Bottom Line: Exceptionally small (for a 3LCD laser), quiet, really excellent picture quality, reasonable 4K capabilities for a WUXGA projector with a WUXGA price. Additionally, it is rather feature laden with everything from PC free computing, to media player to web browser…
The Vivitek DH3660Z did not win an award in this year’s report.
The Vivitek DH3660Z is a 1080p (1920 x 1080) resolution, DLP projector intended for business and education environments, though it is primarily positioned as a projector most suitable for conference rooms or meeting rooms. Nicely bright at 4,500 lumens, the image seems even more vivid thanks to its laser light engine.
This projector would also be at home in K-12 Classrooms, multipurpose rooms, small auditoriums, museums, and houses of worship in addition to conference rooms, meeting rooms, board rooms, other office environments, and even medical classrooms and facilities, thanks to its DICOM SIM. Mode.

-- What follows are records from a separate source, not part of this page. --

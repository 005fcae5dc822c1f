//! Background palette generation.
//!
//! The request runs on its own thread so the UI keeps redrawing. The UI
//! polls the job each tick and applies the result in one step.

use anyhow::Result;
use std::sync::mpsc::{channel, Receiver, TryRecvError};
use std::sync::Arc;
use std::thread;
use std::time::{Duration, Instant};

use super::{PaletteError, PaletteGenerator};
use crate::models::{Palette, PaletteDraft};

/// Where the job is in its lifecycle.
#[derive(Debug, Clone, Copy, PartialEq, Eq)]
pub enum JobStatus {
    /// Nothing requested yet
    Idle,
    /// Waiting for the generator
    Running,
    /// Last request produced a palette
    Succeeded,
    /// Last request failed
    Failed,
}

impl std::fmt::Display for JobStatus {
    fn fmt(&self, f: &mut std::fmt::Formatter<'_>) -> std::fmt::Result {
        match self {
            Self::Idle => write!(f, "Idle"),
            Self::Running => write!(f, "Generating..."),
            Self::Succeeded => write!(f, "✓ Ready"),
            Self::Failed => write!(f, "✗ Failed"),
        }
    }
}

/// Tracks at most one in-flight generation.
pub struct GenerationJob {
    status: JobStatus,
    receiver: Option<Receiver<Result<PaletteDraft, PaletteError>>>,
    prompt: String,
    started: Option<Instant>,
}

impl GenerationJob {
    /// Creates an idle job.
    #[must_use]
    pub const fn new() -> Self {
        Self {
            status: JobStatus::Idle,
            receiver: None,
            prompt: String::new(),
            started: None,
        }
    }

    /// Current status.
    #[must_use]
    pub const fn status(&self) -> JobStatus {
        self.status
    }

    /// Whether a request is in flight.
    #[must_use]
    pub fn is_running(&self) -> bool {
        self.status == JobStatus::Running
    }

    /// Prompt of the current or last request.
    #[must_use]
    pub fn prompt(&self) -> &str {
        &self.prompt
    }

    /// Time since the current request started.
    #[must_use]
    pub fn elapsed(&self) -> Option<Duration> {
        self.started
            .filter(|_| self.is_running())
            .map(|start| start.elapsed())
    }

    /// Starts generating a palette for `prompt` in the background.
    ///
    /// Refuses to start while another request is in flight.
    pub fn start(&mut self, generator: Arc<dyn PaletteGenerator>, prompt: &str) -> Result<()> {
        if self.is_running() {
            anyhow::bail!("Generation already in progress");
        }

        let (sender, receiver) = channel();
        let owned_prompt = prompt.to_string();
        thread::Builder::new()
            .name("colorspeak-palette".to_string())
            .spawn(move || {
                let result = generator.generate(&owned_prompt);
                // The job may have been dropped; nothing to report to then
                sender.send(result).ok();
            })?;

        self.receiver = Some(receiver);
        self.status = JobStatus::Running;
        self.prompt = prompt.to_string();
        self.started = Some(Instant::now());
        tracing::debug!(prompt, "palette generation started");
        Ok(())
    }

    /// Checks for a finished request.
    ///
    /// Returns the outcome once, on the poll that observes it.
    pub fn poll(&mut self) -> Option<Result<Palette, PaletteError>> {
        let receiver = self.receiver.as_ref()?;
        let outcome = match receiver.try_recv() {
            Ok(result) => result,
            Err(TryRecvError::Empty) => return None,
            Err(TryRecvError::Disconnected) => Err(PaletteError::Interrupted),
        };
        self.receiver = None;

        match outcome {
            Ok(draft) => {
                self.status = JobStatus::Succeeded;
                let palette = Palette::from_draft(draft);
                tracing::info!(name = %palette.name, id = %palette.id, "palette generated");
                Some(Ok(palette))
            }
            Err(e) => {
                self.status = JobStatus::Failed;
                tracing::warn!(error = %e, "palette generation failed");
                Some(Err(e))
            }
        }
    }

    /// Blocks until the in-flight request finishes.
    pub fn wait(&mut self) -> Option<Result<Palette, PaletteError>> {
        let receiver = self.receiver.as_ref()?;
        let outcome = receiver.recv().unwrap_or(Err(PaletteError::Interrupted));
        self.receiver = None;
        self.status = if outcome.is_ok() {
            JobStatus::Succeeded
        } else {
            JobStatus::Failed
        };
        Some(outcome.map(Palette::from_draft))
    }
}

impl Default for GenerationJob {
    fn default() -> Self {
        Self::new()
    }
}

The Vivitek has excellent placement flexibility with a 1.50:1 manual zoom lens, +13% vertical lens shift, and 360° projection (flexible installation from all angles). It sports an RGBY color wheel and a 10-watt mono speaker. Special features include 3D, Instant On/Off, wireless connection via NovoConnect, and advanced networking features (support for Crestron RoomView, Extron, AMX, SSDP and Telnet).